From a planning and policy perspective, Governments have to consider the collateral health impact of such interventions, which is why the excess deaths outlook is important, taking into account the indirect effect of both Covid-19 infections, and also the cumulative health impacts of the methods (such as quarantining and social distancing) used to contain the virus.
One of these negative impacts is on the take-up of diagnosis and treatment of other serious conditions which might well cause many further excess deaths next year, to which I referred in my modelling update post of July 6th, referencing a report by Health Data Research UK, quoting Data-Can.org.uk about the resulting cancer care issues in the UK.
Politicians also have to cope with the economic impact, which also feeds back into the nation’s health.
Hence the narrow numbers modelling I have been doing is only a partial perspective on a very much bigger set of problems.
Chart by Michael Levitt illustrating his Gompertz function curve fitting methodology
Introduction
I have been wondering for a while how to characterise the difference in approaches to Coronavirus modelling of cases and deaths, between “curve-fitting” equations and the SIR differential equations approach I have been using (originally developed in Alex de Visscher’s paper this year, which included code and data for other countries such as Italy and Iran) which I have adapted for the UK.
Part of my uncertainty has its roots in being a very much lapsed mathematician, and part is because although I have used modelling tools before, and worked in some difficult area of mathematical physics, such as General Relativity and Cosmology, epidemiology is a new application area for me, with a wealth of practitioners and research history behind it.
Curve-fitting charts such as the Sigmoid and Gompertz curves, all members of a family of curves known as logistics or Richards functions, to the Coronavirus cases or deaths numbers as practised, notably, by Prof. Michael Levitt and his Stanford University team has had success in predicting the situation in China, and is being applied in other localities too.
The SIR model approach, setting up an series of related differential equations (something I am more used to in other settings) that describe postulated mechanisms and rates of virus transmission in the human population (hence called “mechanistic” modelling), looks beneath the surface presentation of the epidemic cases and deaths numbers and time series charts, to model the growth (or otherwise) of the epidemic based on postulated characteristics of viral transmission and behaviour.
Research literature
In researching the literature, I have become familiar with some names that crop up or frequently in this area over the years.
Focusing on some familiar and frequently recurring names, rather than more recent practitioners, might lead me to fall into “The Trouble with Physics” trap (the tendency, highlighted by Lee Smolin in his book of that name, exhibited by some University professors to recruit research staff (“in their own image”) who are working in the mainstream, rather than outliers whose work might be seen as off-the-wall, and less worthy in some sense.)

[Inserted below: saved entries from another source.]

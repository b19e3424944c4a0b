//! Host-side dispatch for externally callable functions.

use std::collections::HashMap;

use anyhow::{bail, Result};

use crate::variant::Variant;

/// The interface the interpreter calls external functions through.
///
/// Implement this on your game state, or use [`FunctionRegistry`] when a
/// plain name-to-closure map is enough. Errors returned here abort the
/// current `update()` and propagate to the host unchanged. Handlers run
/// synchronously on the caller's thread and must not call back into the
/// interpreter.
pub trait FunctionHandler {
    fn invoke(&mut self, name: &str, args: Vec<Variant>) -> Result<Variant>;
}

pub type ExternalFn = Box<dyn FnMut(Vec<Variant>) -> Result<Variant>>;

/// A simple name-to-closure registry (useful for tests and prototyping).
#[derive(Default)]
pub struct FunctionRegistry {
    fns: HashMap<String, ExternalFn>,
}

impl FunctionRegistry {
    pub fn new() -> Self {
        Self::default()
    }

    pub fn register<F>(&mut self, name: impl Into<String>, f: F)
    where
        F: FnMut(Vec<Variant>) -> Result<Variant> + 'static,
    {
        self.fns.insert(name.into(), Box::new(f));
    }

    pub fn is_registered(&self, name: &str) -> bool {
        self.fns.contains_key(name)
    }
}

impl FunctionHandler for FunctionRegistry {
    fn invoke(&mut self, name: &str, args: Vec<Variant>) -> Result<Variant> {
        match self.fns.get_mut(name) {
            Some(f) => f(args),
            None => bail!("unregistered external function: {name}"),
        }
    }
}

#[cfg(test)]
mod tests {
    use super::*;

    #[test]
    fn registry_dispatches_by_name() {
        let mut reg = FunctionRegistry::new();
        reg.register("double", |args| {
            let n = args[0].as_int().unwrap_or(0);
            Ok(Variant::Int(n * 2))
        });

        assert!(reg.is_registered("double"));
        let out = reg.invoke("double", vec![Variant::Int(21)]).unwrap();
        assert_eq!(out, Variant::Int(42));
    }

    #[test]
    fn unknown_name_is_an_error() {
        let mut reg = FunctionRegistry::new();
        assert!(reg.invoke("missing", Vec::new()).is_err());
    }
}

In this regard, Michael Levitt‘s new work in the curve-fitting approach to the Coronavirus problem might be seen by others who have been working in the field for a long time as on the periphery (despite his Nobel Prize in Computational Biology and Stanford University position as Professor of Structural Biology).
His results (broadly forecasting, very early on, using his curve-fitting methods (he has used Sigmoid curves before, prior to the current Gompertz curves), a much lower incidence of the virus going forward, successfully so in the case of China) are in direct contrast to that of some some teams working as advisers to Governments, who have, in some cases, all around the world, applied fairly severe lockdowns for a period of several months in most cases.
In particular the work of the Imperial College Covid response team, and also the London School of Hygiene and Tropical Medicine have been at the forefront of advice to the UK Government.
Some Governments have taken a different approach (Sweden stands out in Europe in this regard, for several reasons).
I am keen to understand the differences, or otherwise, in such approaches.
Twitter and publishing
Michael chooses to publish his work on Twitter (owing to a glitch (at least for a time) with his Stanford University laboratory‘s own publishing process. There are many useful links there to his work.
My own succession of blog posts (all more narrowly focused on the UK) have been automatically published to Twitter (a setting I use in WordPress) and also, more actively, shared by me on my FaceBook page.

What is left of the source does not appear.